Microbiol. Biotechnol. 19 (5-6): 334-343. 84. Boeck. L. D., Fukuda. D., Abbott. B. J. and M. Debono. 1989. Deacylation of echinocandin B by Actinoplanes utahensis. J. Antibiotics 42 (3): 382-388 85. Arnold. F.H. 1998. Desian by directed i evolution. Accts. Chem. Res. 31: 125-131. 86. Shao, Z., Callahan, M. and Arnold, F. H. 1998.
Directed enzyme evolution of Actinoplane utahensis ECB deacylase in Steptomyces lividans for enhanced specific activity, Manuscript submited. 87. Shao. Z., Zhao. U., Giver. L. and Arnold. F.M. 1998. Random-priming in vitro recombination: an effective tool for directed evolution. Nucleic Acids Res. 26 (2): 681-683. 88. Zhao. U. and Arnold. FH. 1997. Functional and I nonfunctional mutations distinguished by random recombination of homologous genes. Proc. Nati Acad. Sci. USA 94: 7997-8000. 89. Zhao, H., Giver. L., Shao, Z., Affholter, J.A., and Arnold, F.M. 1998. Molecular evolution by staggered extension process (StEP) in vitro recombination. Nat. Biotechnol. 16: 258-261. 90. Judo. M. S. B., Wedel. A. B. and Wilson. C. 1998. Stimulation and suppression of PCR-mediated recombination. Nucleic Acids Res. 26: 1819-1825. 91. Olkkels. J.S. 1997. Method for preparing polypeptide variants. PCT application WO 97/07205. 92. Gray, G. L. 1992. Hybrid prokaryotic polypeptides produced by in vivo homologous recombination.
U.S. Patent 5,093,257. 93. Weber, M. and Weissmann, C. 1983. Formation of genes coding for hybrid proteins by recombination between related. cloned genes in E. coli. Nucí Acids Res. 11: 5661-5669. 94. Maryon E. and Carroll. D. 1991. Characterization of recombination intermediates from DNA injected into Xenopus laevis oocytes: evidence for a nonconservative mechanism of homologous recombination. Mol. Cell. Biol. 11: 3278-3287.

Claims (34)

CHAPTER CLAIMEDICATORÍO Having described the invention, it is considered as a novelty and, therefore, the content is claimed in the following CLAIMS:
1. A method for evolving a polynucleotide towards the acquisition of a desired property, characterized in that it comprises (a) incubating a population of parent polynucleotide variants under conditions to generate annealed polynucleotides comprising heteroduplexes; (b) exposing the heteroduplexes to a cellular DNA representation system for converting the heteroduplexes to polynucleotide variants or recombinant polynucleotide variants; (c) separating or selecting the recombined polynucleotide variants for the desired property.
2. The method according to claim 1, characterized in that the heteroduplexes are exposed to the cellular DNA repair system in vitro.
3. The method according to claim 2, characterized in that the cellular DNA repair system comprises cell extracts. i7
4. The method according to claim 1, characterized in that it further comprises introducing the heteroduplexes into cells, whereby the heteroduplexes are exposed to the cell DNA repair system in vivo.
The method according to claim 4, characterized in that the annealed polynucleotides further comprise homoduplexes and the introduction step selects transformed cells comprising the heteroduplexes in relation to transformed cells comprising homoduplexes.
The method according to claim 4, characterized in that the first polynucleotide variant is provided as a component of a first vector, and a second polynucleotide variant is provided as a component of a second vector, and the method further comprises converting the first and second vectors to linearized forms in which the first and second polynucleotide variants occur at the opposite ends, whereby in the incubation step the single-stranded forms of the first linearized vector are annealed together to form the first linear vector, the single-strand forms of the second linearized vector are annealed together to form the second linear vector, and the linearized single-strand forms of the first and second vectors anneal to each other to form a circular heteroduplex containing a slit in each strand and the introduction step selects transformed cells comprising the heteroduplexes circulates in relation to the first and second linear vectors.
7. The method according to claim 6, characterized in that the first and second vectors are converted to linearized forms by PCR.

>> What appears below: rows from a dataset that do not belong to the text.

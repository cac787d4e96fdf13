//! CKLB (STIG Viewer 3) checklist writer.
//!
//! One document per scan. Items follow the scan's outcome order exactly,
//! repeats included. Identifiers are derived from content so identical
//! inputs render byte-identical documents.

use std::fs;
use std::io::Write;
use std::path::{Path, PathBuf};

use tempfile::NamedTempFile;

use crate::errors::ConvertError;
use crate::models::catalogue::Severity;
use crate::models::checklist::{
    BenchmarkInfo, CklbDocument, CklbRule, CklbStig, CklbTargetData, MergeResult, MergedRecord,
    TargetInfo,
};
use crate::models::scan::ScanResult;
use crate::services::fingerprint;

pub const CKLB_VERSION: &str = "1.0";
pub const CKLB_EXTENSION: &str = "cklb";

/// Host identity for the checklist, annotated when metadata is incomplete.
pub fn target_info(scan: &ScanResult, merge: &MergeResult<'_>) -> TargetInfo {
    let comment = if merge.resolved {
        String::new()
    } else if let Some(missing) = merge.missing_reference.as_deref() {
        format!("Benchmark {missing} was not found; rule metadata is unavailable.")
    } else {
        "Scan does not reference a usable benchmark; rule metadata is unavailable.".to_string()
    };

    TargetInfo {
        hostname: scan.hostname.clone(),
        address: scan.address.clone(),
        mac_address: scan.mac_address.clone(),
        fqdn: scan.fqdn.clone(),
        comment,
    }
}

/// Benchmark identity for the checklist header.
pub fn benchmark_info(scan: &ScanResult, merge: &MergeResult<'_>) -> BenchmarkInfo {
    match merge.catalogue {
        Some(catalogue) => BenchmarkInfo::from_catalogue(catalogue),
        None => BenchmarkInfo::from_scan(scan),
    }
}

/// Build the checklist document for one host.
pub fn build_checklist(
    target: &TargetInfo,
    benchmark: &BenchmarkInfo,
    records: &[MergedRecord<'_>],
) -> CklbDocument {
    let stig_uuid = fingerprint::stig_uuid(&target.hostname, &benchmark.id);

    let rules = records
        .iter()
        .enumerate()
        .map(|(position, record)| checklist_item(target, benchmark, stig_uuid, position, record))
        .collect::<Vec<_>>();

    CklbDocument {
        title: format!("{}_{}", target.hostname, benchmark.id),
        id: fingerprint::checklist_uuid(&target.hostname, &benchmark.id),
        active: false,
        mode: 1,
        has_path: true,
        target_data: CklbTargetData {
            target_type: "Computing".to_string(),
            host_name: target.hostname.clone(),
            ip_address: target.address.clone(),
            mac_address: target.mac_address.clone(),
            fqdn: target.fqdn.clone(),
            comments: target.comment.clone(),
            role: "None".to_string(),
            is_web_database: false,
            technology_area: String::new(),
            web_db_site: String::new(),
            web_db_instance: String::new(),
            classification: None,
        },
        stigs: vec![CklbStig {
            stig_name: benchmark.title.clone(),
            display_name: benchmark.title.clone(),
            stig_id: benchmark.id.clone(),
            release_info: benchmark.release_info.clone(),
            version: benchmark.version.clone(),
            uuid: stig_uuid,
            reference_identifier: String::new(),
            size: rules.len(),
            rules,
        }],
        cklb_version: CKLB_VERSION.to_string(),
    }
}

fn checklist_item(
    target: &TargetInfo,
    benchmark: &BenchmarkInfo,
    stig_uuid: uuid::Uuid,
    position: usize,
    record: &MergedRecord<'_>,
) -> CklbRule {
    let rule = &record.rule;
    let outcome = record.outcome;
    // Without catalogue metadata the scanner's own severity is the best available.
    let severity = if record.matched {
        rule.severity
    } else {
        Severity::parse(outcome.severity.as_deref())
    };

    let mut comments = outcome.message.clone().unwrap_or_default();
    if !record.matched && target.comment.is_empty() {
        if !comments.is_empty() {
            comments.push('\n');
        }
        comments.push_str("Rule definition not found in the benchmark.");
    }

    CklbRule {
        uuid: fingerprint::rule_uuid(&target.hostname, &benchmark.id, &outcome.rule_id, position),
        stig_uuid,
        group_id: rule.group_id.clone(),
        group_title: rule.group_title.clone(),
        rule_id: outcome.rule_id.clone(),
        rule_id_src: outcome.rule_id.clone(),
        rule_version: rule.version.clone(),
        rule_title: rule.title.clone(),
        severity: severity.as_str().to_string(),
        discussion: rule.discussion.clone(),
        check_content: rule.check_text.clone(),
        fix_text: rule.fix_text.clone(),
        ccis: rule.ccis(),
        legacy_ids: rule.legacy_ids(),
        status: record.status,
        finding_details: outcome.finding_details(),
        comments,
        overrides: serde_json::Map::new(),
    }
}

/// Serialize a checklist as pretty-printed JSON with a trailing newline.
pub fn render(document: &CklbDocument) -> Result<Vec<u8>, serde_json::Error> {
    let mut bytes = serde_json::to_vec_pretty(document)?;
    bytes.push(b'\n');
    Ok(bytes)
}

/// Reduce a name component to `[A-Za-z0-9_-]`, turning whitespace into `_`.
pub fn sanitize_component(raw: &str) -> String {
    raw.trim()
        .chars()
        .map(|c| if c.is_whitespace() { '_' } else { c })
        .filter(|c| c.is_ascii_alphanumeric() || *c == '_' || *c == '-')
        .collect()
}

/// Output filename for a host and benchmark title, without collision handling.
pub fn output_file_name(hostname: &str, title: &str) -> String {
    let host = non_empty_or(sanitize_component(hostname), "Unknown_Host");
    let title = non_empty_or(sanitize_component(title), "Unknown_STIG");
    format!("{host}_{title}.{CKLB_EXTENSION}")
}

fn non_empty_or(value: String, fallback: &str) -> String {
    if value.is_empty() {
        fallback.to_string()
    } else {
        value
    }
}

/// Write `contents` to `dir/name` so readers see either the old file or the
/// complete new one, never a partial document.
pub fn write_atomically(dir: &Path, name: &str, contents: &[u8]) -> Result<PathBuf, ConvertError> {
    let target = dir.join(name);
    let write_error = |source: std::io::Error| ConvertError::OutputWrite {
        path: target.clone(),
        source,
    };

    let mut temp = NamedTempFile::new_in(dir).map_err(write_error)?;
    temp.write_all(contents).map_err(write_error)?;
    temp.as_file().sync_all().map_err(write_error)?;
    temp.persist(&target).map_err(|e| write_error(e.error))?;
    Ok(target)
}

/// Make sure the output directory exists and is a directory.
pub fn ensure_output_dir(dir: &Path) -> Result<(), ConvertError> {
    fs::create_dir_all(dir).map_err(|source| ConvertError::OutputDirectory {
        path: dir.to_path_buf(),
        source,
    })
}

#[cfg(test)]
mod tests {
    use super::*;
    use crate::models::checklist::ChecklistStatus;
    use crate::parsers::scan::ScanParser;
    use crate::parsers::DocumentParser;
    use crate::services::catalogue_cache::CatalogueCache;
    use crate::services::resolver::resolve;

    const SCAN_SELF: &[u8] = include_bytes!("../../tests/fixtures/scan_self_contained.xml");
    const SCAN_EXTERNAL: &[u8] = include_bytes!("../../tests/fixtures/scan_external_ref.xml");
    const BENCH_V11: &[u8] = include_bytes!("../../tests/fixtures/bench_v11_xccdf.xml");

    fn document_for(scan: &ScanResult, cache: &CatalogueCache) -> CklbDocument {
        let merge = resolve(scan, cache);
        build_checklist(&target_info(scan, &merge), &benchmark_info(scan, &merge), &merge.records)
    }

    #[test]
    fn builds_items_in_outcome_order() {
        let scan = ScanParser::new().parse("r1.xml", SCAN_SELF).unwrap();
        let doc = document_for(&scan, &CatalogueCache::new());
        assert_eq!(doc.target_data.host_name, "r1");
        assert_eq!(doc.target_data.ip_address, "10.0.0.5");
        assert_eq!(doc.stigs.len(), 1);
        let stig = &doc.stigs[0];
        assert_eq!(stig.stig_name, "Router Security Technical Implementation Guide");
        assert_eq!(stig.size, 3);
        let rows: Vec<_> = stig.rules.iter().map(|r| (r.rule_id.as_str(), r.status)).collect();
        assert_eq!(
            rows,
            vec![
                ("SV-3001r1_rule", ChecklistStatus::NotAFinding),
                ("SV-3002r1_rule", ChecklistStatus::Open),
                ("SV-3003r1_rule", ChecklistStatus::NotApplicable),
            ]
        );
        assert_eq!(stig.rules[0].ccis, vec!["CCI-001368"]);
        assert_eq!(stig.rules[0].group_id, "V-3001");
        assert_eq!(stig.rules[1].comments, "Deny statements lack the log keyword");
        assert!(doc.target_data.comments.is_empty());
    }

    #[test]
    fn unresolved_scan_gets_placeholders_and_target_comment() {
        let scan = ScanParser::new().parse("web01.xml", SCAN_EXTERNAL).unwrap();
        let doc = document_for(&scan, &CatalogueCache::new());
        assert!(doc.target_data.comments.contains("bench.xml"));
        let stig = &doc.stigs[0];
        assert_eq!(stig.stig_id, "Bench_STIG");
        assert_eq!(stig.rules.len(), 3);
        assert_eq!(stig.rules[0].rule_title, "SV-2001r2_rule");
        assert_eq!(stig.rules[0].severity, "unknown");
        assert!(stig.rules[0].check_content.is_empty());
        assert_eq!(stig.rules[0].status, ChecklistStatus::Open);
        assert_eq!(
            stig.rules[0].finding_details,
            "Scanner result: fail\nCheck performed: oval:mil.disa.stig:def:2001"
        );
    }

    #[test]
    fn unmatched_rule_is_annotated_when_catalogue_resolved() {
        let scan = ScanParser::new().parse("web01.xml", SCAN_EXTERNAL).unwrap();
        let cache = CatalogueCache::from_documents(vec![("bench.xml".to_string(), BENCH_V11.to_vec())]);
        let doc = document_for(&scan, &cache);
        let rules = &doc.stigs[0].rules;
        assert_eq!(rules[0].rule_title, "The audit service must be running.");
        assert_eq!(rules[0].comments, "auditd is inactive");
        assert_eq!(rules[2].comments, "Rule definition not found in the benchmark.");
        assert_eq!(doc.stigs[0].stig_name, "Legacy Operating System STIG");
    }

    #[test]
    fn placeholder_takes_severity_from_scan() {
        let mut scan = ScanParser::new().parse("r1.xml", SCAN_SELF).unwrap();
        scan.outcomes[0].rule_id = "SV-0000r0_rule".to_string();
        let doc = document_for(&scan, &CatalogueCache::new());
        let rules = &doc.stigs[0].rules;
        assert_eq!(rules[0].rule_title, "SV-0000r0_rule");
        assert_eq!(rules[0].severity, "high");
        assert_eq!(rules[1].severity, "medium");
    }

    #[test]
    fn rendering_is_deterministic() {
        let scan = ScanParser::new().parse("r1.xml", SCAN_SELF).unwrap();
        let cache = CatalogueCache::new();
        let first = render(&document_for(&scan, &cache)).unwrap();
        let second = render(&document_for(&scan, &cache)).unwrap();
        assert_eq!(first, second);
        let value: serde_json::Value = serde_json::from_slice(&first).unwrap();
        assert_eq!(value["stigs"][0]["rules"][1]["status"], "open");
        assert_eq!(value["cklb_version"], "1.0");
    }

    #[test]
    fn repeated_rules_get_distinct_uuids() {
        let mut scan = ScanParser::new().parse("r1.xml", SCAN_SELF).unwrap();
        let repeat = scan.outcomes[0].clone();
        scan.outcomes.push(repeat);
        let doc = document_for(&scan, &CatalogueCache::new());
        let rules = &doc.stigs[0].rules;
        assert_eq!(rules.len(), 4);
        assert_eq!(rules[0].rule_id, rules[3].rule_id);
        assert_ne!(rules[0].uuid, rules[3].uuid);
    }

    #[test]
    fn file_names_are_sanitized() {
        assert_eq!(
            output_file_name("web01.example.mil", "Red Hat Enterprise Linux 9 STIG"),
            "web01examplemil_Red_Hat_Enterprise_Linux_9_STIG.cklb"
        );
        assert_eq!(output_file_name("r1", "a/b\\c:d"), "r1_abcd.cklb");
        assert_eq!(output_file_name("", "???"), "Unknown_Host_Unknown_STIG.cklb");
    }

    #[test]
    fn atomic_write_replaces_whole_file() {
        let dir = tempfile::tempdir().unwrap();
        let path = write_atomically(dir.path(), "h_t.cklb", b"first").unwrap();
        assert_eq!(fs::read(&path).unwrap(), b"first");
        write_atomically(dir.path(), "h_t.cklb", b"second").unwrap();
        assert_eq!(fs::read(&path).unwrap(), b"second");
        assert_eq!(fs::read_dir(dir.path()).unwrap().count(), 1);
    }

    #[test]
    fn write_into_missing_directory_fails_cleanly() {
        let dir = tempfile::tempdir().unwrap();
        let missing = dir.path().join("gone");
        let err = write_atomically(&missing, "h_t.cklb", b"x").unwrap_err();
        assert!(matches!(err, ConvertError::OutputWrite { .. }));
        assert!(!missing.exists());
    }
}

8. The method according to claim 6, characterized in that the first and second vectors are converted to linearized forms by digestion with first and second restriction enzymes.
The method according to claim 1, characterized in that the population of polynucleotide variants are provided in double-stranded form, and the method further comprises converting the double-stranded polynucleotides to single-stranded polynucleotides before the annealing step.
The method according to claim 1, characterized in that the conversion step comprises: conducting the asymmetric amplification of first and second I double-stranded polynucleotide variants to amplify a first strand of the first polynucleotide variant, and a second strand of the second polynucleotide variant, whereby the first and second strands are annealed in the incubation step to form a heteroduplex.
The method according to claim 10, characterized in that the first and second double-stranded polynucleotide variants are provided in vector-free form, and the method further comprises incorporating the heteroduplex into a vector.
12. The method according to claim 4, characterized in that the polynucleotide population comprises first and second polynucleotides provided in double-stranded form, and the method further comprises incorporating the first and second polynucleotides as components of the first and second vectors, whereby the first and second polynucleotides occupy opposite ends of the first and second vectors, whereby in the incubation step the single-strand forms of the first linearized vector are annealed together to form the first linear vector, the single-strand forms of the second linearized vector are annealed together to form the second linear vector, and linearized single-strand forms of the first and second vectors are annealed together to form a circular heteroduplex containing a slit in each strand, and the introduction step selects the transformed cells comprising the circular heteroduplex in relation to the first and second linear vectors.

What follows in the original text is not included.